A interdisciplinaridade presente no simpósio “Multiplicando os Gêneros nas Práticas em Saúde” sustentou uma discussão aprofundada e reflexiva sobre uma temática complexa que exige, de saída, o envolvimento de várias perspectivas. Tratou-se de uma construção coletiva que envolveu alunos do Ensino Médio, do Ensino Superior, profissionais das mais diversas áreas do saber e muitos outros atores sociais. Esse encontro, permeado tanto pelas práticas em saúde como pelos discursos disciplinares e suas formas de expressão acadêmica, deu origem a diversas mediações de natureza não apenas teórica, mas, também, política, social e cultural. Entre elas, citamos: o engajamento de alguns estudantes em projetos de pesquisa e extensão relacionados ao tema; a demanda para que o assunto seja incluído nas atividades curriculares; o comprometimento de parte da comunidade acadêmica em questões relacionadas à aceitação das diversidades(e), e a sensibilização de professores quanto às possibilidades de abordagem das sexualidades em formatos menos artificiais e distanciados da realidade. De nossa parte, os desdobramentos incluíram a organização de um livro com os textos produzidos ao longo do processo e o desejo de repetir essa experiência.
Ao final, a construção possível não poderia ser outra: diante da multiplicidade de formas de existência do ser humano, definitivamente, não cabe a normatização.

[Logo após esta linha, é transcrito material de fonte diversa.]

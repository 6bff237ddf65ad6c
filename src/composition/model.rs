//! The mutable composition
//!
//! Only edits to the note list are recorded in the undo history. Octave,
//! accidental, duration and tempo are editing context and change freely.

use log::{debug, info};
use serde::{Deserialize, Serialize};

use super::history::{EditKind, History};
use super::note::{Accidental, Entry, Note, NoteDuration, Rest, TimeSignature};
use crate::config::CompositionConfig;
use crate::error::Result;
use crate::hand::Sign;

/// Serializable contents of a composition, history included.
#[derive(Debug, Clone, PartialEq, Serialize, Deserialize)]
pub struct CompositionState {
    pub entries: Vec<Entry>,
    pub current_octave: i32,
    pub current_accidental: Option<Accidental>,
    pub current_duration: NoteDuration,
    pub tempo: u32,
    pub time_signature: TimeSignature,
    pub history: History,
}

/// Ordered notes and rests plus editing context and undo history.
#[derive(Debug, Clone)]
pub struct Composition {
    state: CompositionState,
    config: CompositionConfig,
}

impl Default for Composition {
    fn default() -> Self {
        Self::new(CompositionConfig::default())
    }
}

impl Composition {
    pub fn new(config: CompositionConfig) -> Self {
        let state = CompositionState {
            entries: Vec::new(),
            current_octave: config.default_octave,
            current_accidental: None,
            current_duration: NoteDuration::default(),
            tempo: config.default_tempo,
            time_signature: config.time_signature,
            history: History::new(config.max_history),
        };
        Self { state, config }
    }

    /// Rebuild from a saved state. Octave and tempo are re-clamped to `config`.
    pub fn from_state(mut state: CompositionState, config: CompositionConfig) -> Self {
        state.current_octave = state
            .current_octave
            .clamp(config.min_octave, config.max_octave);
        state.tempo = state.tempo.clamp(config.min_tempo, config.max_tempo);
        Self { state, config }
    }

    pub fn state(&self) -> &CompositionState {
        &self.state
    }

    pub fn config(&self) -> &CompositionConfig {
        &self.config
    }

    pub fn entries(&self) -> &[Entry] {
        &self.state.entries
    }

    /// Notes only, rests skipped.
    pub fn notes(&self) -> impl Iterator<Item = &Note> {
        self.state.entries.iter().filter_map(Entry::as_note)
    }

    pub fn len(&self) -> usize {
        self.state.entries.len()
    }

    pub fn is_empty(&self) -> bool {
        self.state.entries.is_empty()
    }

    pub fn current_octave(&self) -> i32 {
        self.state.current_octave
    }

    pub fn current_accidental(&self) -> Option<Accidental> {
        self.state.current_accidental
    }

    pub fn current_duration(&self) -> NoteDuration {
        self.state.current_duration
    }

    pub fn tempo(&self) -> u32 {
        self.state.tempo
    }

    pub fn time_signature(&self) -> TimeSignature {
        self.state.time_signature
    }

    pub fn history(&self) -> &History {
        &self.state.history
    }

    pub fn can_undo(&self) -> bool {
        self.state.history.can_undo()
    }

    pub fn can_redo(&self) -> bool {
        self.state.history.can_redo()
    }

    fn record(&mut self, kind: EditKind) {
        let before = self.state.entries.clone();
        self.state.history.record(kind, before);
    }

    /// Append a note with the current duration. The octave is clamped.
    pub fn add_note(
        &mut self,
        pitch: Sign,
        octave: i32,
        accidental: Option<Accidental>,
    ) -> Note {
        self.record(EditKind::AddNote);
        let octave = octave.clamp(self.config.min_octave, self.config.max_octave);
        let note = Note::new(pitch, octave, accidental, self.state.current_duration);
        info!(
            "Added note {}{} (octave {}, {})",
            pitch,
            accidental.map_or("", |a| match a {
                Accidental::Sharp => "#",
                Accidental::Flat => "b",
            }),
            octave,
            note.duration
        );
        self.state.entries.push(Entry::Note(note.clone()));
        note
    }

    /// Append a note using the current octave and accidental.
    pub fn add_sign(&mut self, pitch: Sign) -> Note {
        let octave = self.state.current_octave;
        let accidental = self.state.current_accidental;
        self.add_note(pitch, octave, accidental)
    }

    pub fn add_rest(&mut self, duration: NoteDuration) -> Rest {
        self.record(EditKind::AddRest);
        debug!("Added {} rest", duration);
        let rest = Rest::new(duration);
        self.state.entries.push(Entry::Rest(rest.clone()));
        rest
    }

    /// Duration used by subsequently added notes.
    pub fn set_note_duration(&mut self, duration: NoteDuration) {
        self.state.current_duration = duration;
    }

    /// Set the octave for subsequent notes, clamped to the configured range.
    pub fn set_octave(&mut self, octave: i32) -> i32 {
        self.state.current_octave = octave.clamp(self.config.min_octave, self.config.max_octave);
        self.state.current_octave
    }

    pub fn octave_up(&mut self) -> i32 {
        self.set_octave(self.state.current_octave + 1)
    }

    pub fn octave_down(&mut self) -> i32 {
        self.set_octave(self.state.current_octave - 1)
    }

    /// Accidental for subsequent notes; stays until set back to `None`.
    pub fn set_accidental(&mut self, accidental: Option<Accidental>) {
        self.state.current_accidental = accidental;
    }

    /// Set the tempo in BPM, clamped to the configured range.
    pub fn set_tempo(&mut self, bpm: u32) -> u32 {
        self.state.tempo = bpm.clamp(self.config.min_tempo, self.config.max_tempo);
        self.state.tempo
    }

    pub fn faster(&mut self) -> u32 {
        self.set_tempo(self.state.tempo.saturating_add(self.config.tempo_step))
    }

    pub fn slower(&mut self) -> u32 {
        self.set_tempo(self.state.tempo.saturating_sub(self.config.tempo_step))
    }

    pub fn set_time_signature(&mut self, time_signature: TimeSignature) {
        self.state.time_signature = time_signature;
    }

    /// Restore the note list from before the last recorded edit.
    pub fn undo(&mut self) -> Result<()> {
        let kind = self.state.history.undo(&mut self.state.entries)?;
        debug!("Undid {}", kind);
        Ok(())
    }

    /// Re-apply the last undone edit.
    pub fn redo(&mut self) -> Result<()> {
        let kind = self.state.history.redo(&mut self.state.entries)?;
        debug!("Redid {}", kind);
        Ok(())
    }

    /// Remove every entry. Recorded, so it can be undone.
    pub fn clear(&mut self) {
        self.record(EditKind::Clear);
        self.state.entries.clear();
        info!("Composition cleared");
    }

    /// Replace the note list wholesale (recorded as one edit).
    pub(crate) fn replace_entries(&mut self, entries: Vec<Entry>) {
        self.record(EditKind::Import);
        self.state.entries = entries;
    }
}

Cada um encontra uma saída mais ou menos cômoda que deve ser acolhida de forma a evitar a ruptura das conexões possíveis com o coletivo.
Imagem 10 Elas, Madalenas. Lucas Ávila, 2014. O artista acompanhou o cotidiano de transgêneros durante três anos na cidade de Belo Horizonte. O tamanho ampliado das fotos causou impacto naqueles que visitaram a exposição.
Essa experiência mostra a potencialidade de apropriação da polifonia discursiva sobre os gêneros e das sexualidades nas práticas em saúde – sejam elas de educação ou de assistência – para o desenvolvimento de situações favoráveis para mudanças em um contexto social mais amplo.